As previously shown, through his argument for pederasty as something natural, Plato would have been fine with much of the sexual immorality at the center of today’s Christian politics. Since Wolfe would not concur with Plato’s approval of men courting young boys, by what reasoning does he determine that other, selected assessments from the philosopher were proper interpretations of “universal principles”? His lack of exegesis to define or confirm universal principles, coupled with an insistence that pagan philosophers discovered these principles as self-apparent truths, continues to come across as more Kantian than Reformed. Calvin occasionally referred to the insights of pagan philosophers, but, with few exceptions (most notably civil punishment of heretics), he completed those arguments with exegeted insights from Scripture. Wolfe fails to meet the bounds of his own argument for these universal principles of natural law being “known in themselves” and “true for all situations” when he uses modern application of Deuteronomy 22:8 (Mosaic roofing law) as the example9, because such ends begin with the special revelation of God.
By Wolfe’s own definition, any law passed by a government that he, through his personal interpretation of “natural law”, believes is detrimental to the polis is not law at all (he will explicitly say so in the next section). Thus, in practical application, he negates his argument for a totality of state action from others, in favor of his own individuality. The only legitimate government is one that fully concurs with his worldview; his definition’s assumption of a beneficial lawgiver is built from a collectivist, authoritarian requirement of his preferred nation over the individual. Frédéric Bastiat, from an inverse perspective of Enlightenment individualism, defined law as “the collective organization of the individual right to lawful defense.”10 From this standpoint, he would make what is perhaps the greatest moral argument against socialism, that it is a collective form of theft, no different ethically than if a single person robbed another at gunpoint. Under the bounds of Wolfe’s definition, if the “appropriate lawgiver”, through what he thought was an “ordering of reason”, decided that converting the nation to communism, by force, was for the “good of the community”, that would be perfectly acceptable. Certainly, as long as such a government did not force us to abandon God, we would be bound to obey its earthly commands, but we should not advocate for the foundations of our nation to be built upon a definition of law that is so open to abuse. Neither should a raw, libertarian individualism drive us, but Bastiat’s definition is still exponentially better than Wolfe’s, in that it at least has some built-in safeguards against tyranny.

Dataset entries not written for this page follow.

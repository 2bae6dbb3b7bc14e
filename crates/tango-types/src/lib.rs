pub mod types;

pub use types::{
    ApiResponse, AppEvent, GenerateRequest, ResponseBody, VocabItem, VocabList, VocabPart, wire,
};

Since every sphere of life is under natural law and that natural law requires particular applications, it follows that every sphere of life requires a suitable authority, with suitable power, to make determinations. For this reason, God has granted specific types of power by which the authorities of each sphere make judgments... civil life has the civil magistrate with civil power;11
By his own reasoning, Wolfe has made the case that “God has granted” what he refers to as the “global American empire”; it is currently far less tyrannical than the global Roman empire was, and he began this chapter by quoting a colonial, Puritan law’s reference of Paul’s specific instruction to be subject to that empire. Since he will spend much of the remainder of the book arguing for the violent overturning of the “GAE”, he has proven, by his own internal contradictions, that man’s reasoning of natural law is insufficient for the creation of the “nation perfected”.
Next:
The Book of the General Laws and Liberties Concerning the Inhabitants of the Massachusetts (1647).

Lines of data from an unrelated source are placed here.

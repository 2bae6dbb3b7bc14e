use tango_types::VocabItem;

/// Per-language prompt wording and calibration data
pub trait VocabLanguage: Send + Sync {
    /// Language identifier (ISO 639-1 code: "ja", "zh", "ko", etc.)
    fn language_code(&self) -> &str;

    /// English name used inside prompt text
    fn language_name(&self) -> &str;

    /// System message establishing the assistant's role
    fn system_instruction(&self) -> String;

    /// Worked examples embedded in the prompt, at least one single-unit
    /// and one multi-unit token
    fn examples(&self) -> Vec<VocabItem>;

    /// Normalization used when comparing joined parts against a token
    fn normalize(&self, text: &str) -> String {
        text.to_string()
    }
}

This is the full paragraph that Wolfe quotes from to open the chapter.
Stephen Wolfe, The Case for Christian Nationalism (Moscow, Idaho: Canon Press, 2022), 243.
The Book of the General Laws and Liberties.
William Byron Forbush, ed., Fox’s Book of Martyrs (United States: The John C. Winston Company, 1926), 3, 4, 6.
Matthew J. Tuininga, Calvin’s Political Theology and the Public Engagement of the Church: Christ’s Two Kingdoms, Cambridge Studies in Law and Christianity (Cambridge, United Kingdom: Cambridge University Press, 2017), 241.
Stephen Wolfe, 359.
This will be addressed in more detail in chapter 8, but Wolfe seems to forget that God has previously ordained violent, oppressive power over his people (Isaiah 10:5, Jeremiah 21:4), and still told them to seek the good of these nations (Jeremiah 29:7). God will not personally commit evil, but people he places in power over us most certainly can commit evil against us, and we very much can still be conscious bound by Him to submit to them (1 Peter 2:18).
Ibid., 244.
Ibid., 245.
Ibid., 246.
Frédéric Bastiat, The Law (Creative Commons, 2013), 2.
Stephen Wolfe, 247.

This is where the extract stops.